Task instructions »
The word "must" marks the lines to report; pull each of them from the listing.

Dataset content »
• • • •
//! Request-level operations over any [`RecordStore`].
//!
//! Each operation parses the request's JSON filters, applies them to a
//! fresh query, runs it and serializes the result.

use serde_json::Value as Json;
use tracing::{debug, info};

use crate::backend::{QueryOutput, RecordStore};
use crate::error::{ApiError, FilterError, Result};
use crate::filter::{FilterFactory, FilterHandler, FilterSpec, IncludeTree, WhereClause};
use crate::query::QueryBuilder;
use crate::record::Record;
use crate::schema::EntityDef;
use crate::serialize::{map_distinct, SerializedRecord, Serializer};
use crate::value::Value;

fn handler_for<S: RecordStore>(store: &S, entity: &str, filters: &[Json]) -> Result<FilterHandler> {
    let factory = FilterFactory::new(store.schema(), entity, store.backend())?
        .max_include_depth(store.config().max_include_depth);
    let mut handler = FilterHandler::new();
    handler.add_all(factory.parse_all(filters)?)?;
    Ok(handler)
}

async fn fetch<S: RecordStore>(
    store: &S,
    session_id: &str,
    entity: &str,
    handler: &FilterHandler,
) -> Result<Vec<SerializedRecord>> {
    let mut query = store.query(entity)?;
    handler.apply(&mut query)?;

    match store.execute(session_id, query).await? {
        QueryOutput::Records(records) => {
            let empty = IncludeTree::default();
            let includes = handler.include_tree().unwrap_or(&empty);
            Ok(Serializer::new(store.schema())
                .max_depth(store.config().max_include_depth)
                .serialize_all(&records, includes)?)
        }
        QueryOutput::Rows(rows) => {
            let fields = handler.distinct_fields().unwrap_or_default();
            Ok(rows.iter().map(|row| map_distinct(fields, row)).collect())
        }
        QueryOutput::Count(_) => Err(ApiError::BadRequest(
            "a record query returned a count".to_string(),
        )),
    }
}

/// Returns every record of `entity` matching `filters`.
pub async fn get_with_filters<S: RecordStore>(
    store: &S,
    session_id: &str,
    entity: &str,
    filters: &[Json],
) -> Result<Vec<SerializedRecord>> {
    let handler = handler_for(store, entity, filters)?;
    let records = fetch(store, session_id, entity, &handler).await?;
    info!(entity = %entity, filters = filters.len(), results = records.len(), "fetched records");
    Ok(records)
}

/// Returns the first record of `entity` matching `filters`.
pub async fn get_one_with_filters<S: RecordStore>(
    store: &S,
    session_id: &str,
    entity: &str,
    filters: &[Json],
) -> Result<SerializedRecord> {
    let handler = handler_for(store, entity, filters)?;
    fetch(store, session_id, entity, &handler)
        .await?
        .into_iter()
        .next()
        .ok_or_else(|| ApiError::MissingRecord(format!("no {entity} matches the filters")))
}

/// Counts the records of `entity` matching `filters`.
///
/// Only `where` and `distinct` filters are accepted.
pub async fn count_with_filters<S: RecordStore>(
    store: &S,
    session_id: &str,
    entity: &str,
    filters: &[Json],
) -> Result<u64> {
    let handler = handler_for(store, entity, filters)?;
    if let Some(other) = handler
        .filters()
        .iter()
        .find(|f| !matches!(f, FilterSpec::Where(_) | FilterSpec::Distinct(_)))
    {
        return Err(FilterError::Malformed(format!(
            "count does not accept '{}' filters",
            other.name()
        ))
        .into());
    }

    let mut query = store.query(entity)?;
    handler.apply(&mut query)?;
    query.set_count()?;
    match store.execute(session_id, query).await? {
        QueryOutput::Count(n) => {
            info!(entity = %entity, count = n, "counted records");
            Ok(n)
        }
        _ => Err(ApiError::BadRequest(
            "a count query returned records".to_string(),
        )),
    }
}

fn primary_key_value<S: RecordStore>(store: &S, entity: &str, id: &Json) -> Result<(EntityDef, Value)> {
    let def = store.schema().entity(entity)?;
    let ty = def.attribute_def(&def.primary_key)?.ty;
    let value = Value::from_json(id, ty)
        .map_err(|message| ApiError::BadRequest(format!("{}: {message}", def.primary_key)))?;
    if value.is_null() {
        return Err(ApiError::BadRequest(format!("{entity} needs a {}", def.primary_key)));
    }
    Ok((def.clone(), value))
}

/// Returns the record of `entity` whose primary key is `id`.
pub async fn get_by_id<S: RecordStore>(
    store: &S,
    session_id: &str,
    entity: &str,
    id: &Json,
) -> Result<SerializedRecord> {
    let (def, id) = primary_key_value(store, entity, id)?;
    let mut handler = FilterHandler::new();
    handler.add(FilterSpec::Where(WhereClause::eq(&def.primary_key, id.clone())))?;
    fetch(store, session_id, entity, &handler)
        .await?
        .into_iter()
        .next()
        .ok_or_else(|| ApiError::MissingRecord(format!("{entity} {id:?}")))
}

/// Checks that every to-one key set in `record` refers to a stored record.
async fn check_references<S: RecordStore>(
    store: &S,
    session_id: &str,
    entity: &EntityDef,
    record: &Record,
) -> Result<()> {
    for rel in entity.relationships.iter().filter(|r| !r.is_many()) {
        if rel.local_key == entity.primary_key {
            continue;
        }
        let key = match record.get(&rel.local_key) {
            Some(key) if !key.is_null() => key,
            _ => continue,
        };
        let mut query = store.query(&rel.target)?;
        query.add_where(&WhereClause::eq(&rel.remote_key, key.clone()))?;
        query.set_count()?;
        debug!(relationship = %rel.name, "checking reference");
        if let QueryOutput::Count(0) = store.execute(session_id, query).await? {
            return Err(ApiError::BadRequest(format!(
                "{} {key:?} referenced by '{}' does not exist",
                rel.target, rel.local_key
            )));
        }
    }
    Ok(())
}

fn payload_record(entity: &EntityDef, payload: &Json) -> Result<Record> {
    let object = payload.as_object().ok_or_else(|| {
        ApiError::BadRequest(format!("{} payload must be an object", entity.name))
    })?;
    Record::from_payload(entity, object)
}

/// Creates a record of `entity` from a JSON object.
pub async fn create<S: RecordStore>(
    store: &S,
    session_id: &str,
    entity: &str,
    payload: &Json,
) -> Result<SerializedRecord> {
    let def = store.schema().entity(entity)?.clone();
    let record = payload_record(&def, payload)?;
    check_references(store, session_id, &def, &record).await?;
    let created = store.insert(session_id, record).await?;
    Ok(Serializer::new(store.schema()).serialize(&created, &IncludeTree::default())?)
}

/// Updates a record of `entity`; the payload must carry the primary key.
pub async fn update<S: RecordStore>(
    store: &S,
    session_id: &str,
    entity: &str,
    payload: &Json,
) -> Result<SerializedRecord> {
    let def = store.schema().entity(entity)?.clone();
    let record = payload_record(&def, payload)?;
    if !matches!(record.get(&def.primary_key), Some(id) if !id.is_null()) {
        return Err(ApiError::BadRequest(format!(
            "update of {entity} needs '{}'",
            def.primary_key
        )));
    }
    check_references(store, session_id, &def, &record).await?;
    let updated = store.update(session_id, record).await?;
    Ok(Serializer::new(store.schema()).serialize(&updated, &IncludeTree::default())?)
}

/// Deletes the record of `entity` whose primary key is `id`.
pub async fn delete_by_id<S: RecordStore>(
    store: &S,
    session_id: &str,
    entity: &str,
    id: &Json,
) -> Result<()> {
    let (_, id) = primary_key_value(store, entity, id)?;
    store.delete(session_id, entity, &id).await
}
• • • •
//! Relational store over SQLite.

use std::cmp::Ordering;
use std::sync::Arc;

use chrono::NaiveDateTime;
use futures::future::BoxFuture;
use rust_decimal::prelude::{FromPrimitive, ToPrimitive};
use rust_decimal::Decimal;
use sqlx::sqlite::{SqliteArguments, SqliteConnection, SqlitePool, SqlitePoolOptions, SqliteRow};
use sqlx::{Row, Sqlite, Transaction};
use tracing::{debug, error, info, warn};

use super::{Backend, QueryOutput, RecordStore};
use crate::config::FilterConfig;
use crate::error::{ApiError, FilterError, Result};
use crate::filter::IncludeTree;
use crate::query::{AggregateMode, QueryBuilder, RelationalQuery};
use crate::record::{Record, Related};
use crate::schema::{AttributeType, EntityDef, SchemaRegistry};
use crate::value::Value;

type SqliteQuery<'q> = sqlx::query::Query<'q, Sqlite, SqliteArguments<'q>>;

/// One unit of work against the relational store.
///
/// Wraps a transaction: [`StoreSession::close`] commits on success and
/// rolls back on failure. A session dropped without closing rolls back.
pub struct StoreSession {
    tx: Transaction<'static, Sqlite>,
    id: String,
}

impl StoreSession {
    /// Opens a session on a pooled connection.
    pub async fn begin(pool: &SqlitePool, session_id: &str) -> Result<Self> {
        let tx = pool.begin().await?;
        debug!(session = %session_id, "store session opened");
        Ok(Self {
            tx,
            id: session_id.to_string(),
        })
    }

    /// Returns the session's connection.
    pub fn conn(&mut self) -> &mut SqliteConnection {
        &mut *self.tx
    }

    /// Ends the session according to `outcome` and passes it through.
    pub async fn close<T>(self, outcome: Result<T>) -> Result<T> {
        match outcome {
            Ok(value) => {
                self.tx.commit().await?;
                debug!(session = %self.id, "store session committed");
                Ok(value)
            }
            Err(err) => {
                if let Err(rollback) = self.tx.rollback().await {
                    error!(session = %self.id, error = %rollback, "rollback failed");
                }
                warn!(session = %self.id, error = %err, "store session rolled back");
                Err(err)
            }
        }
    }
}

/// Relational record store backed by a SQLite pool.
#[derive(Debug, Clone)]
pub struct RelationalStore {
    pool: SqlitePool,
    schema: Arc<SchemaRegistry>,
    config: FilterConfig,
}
• • • •
Task solution »
        ApiError::BadRequest(format!("{} payload must be an object", entity.name))
/// Updates a record of `entity`; the payload must carry the primary key.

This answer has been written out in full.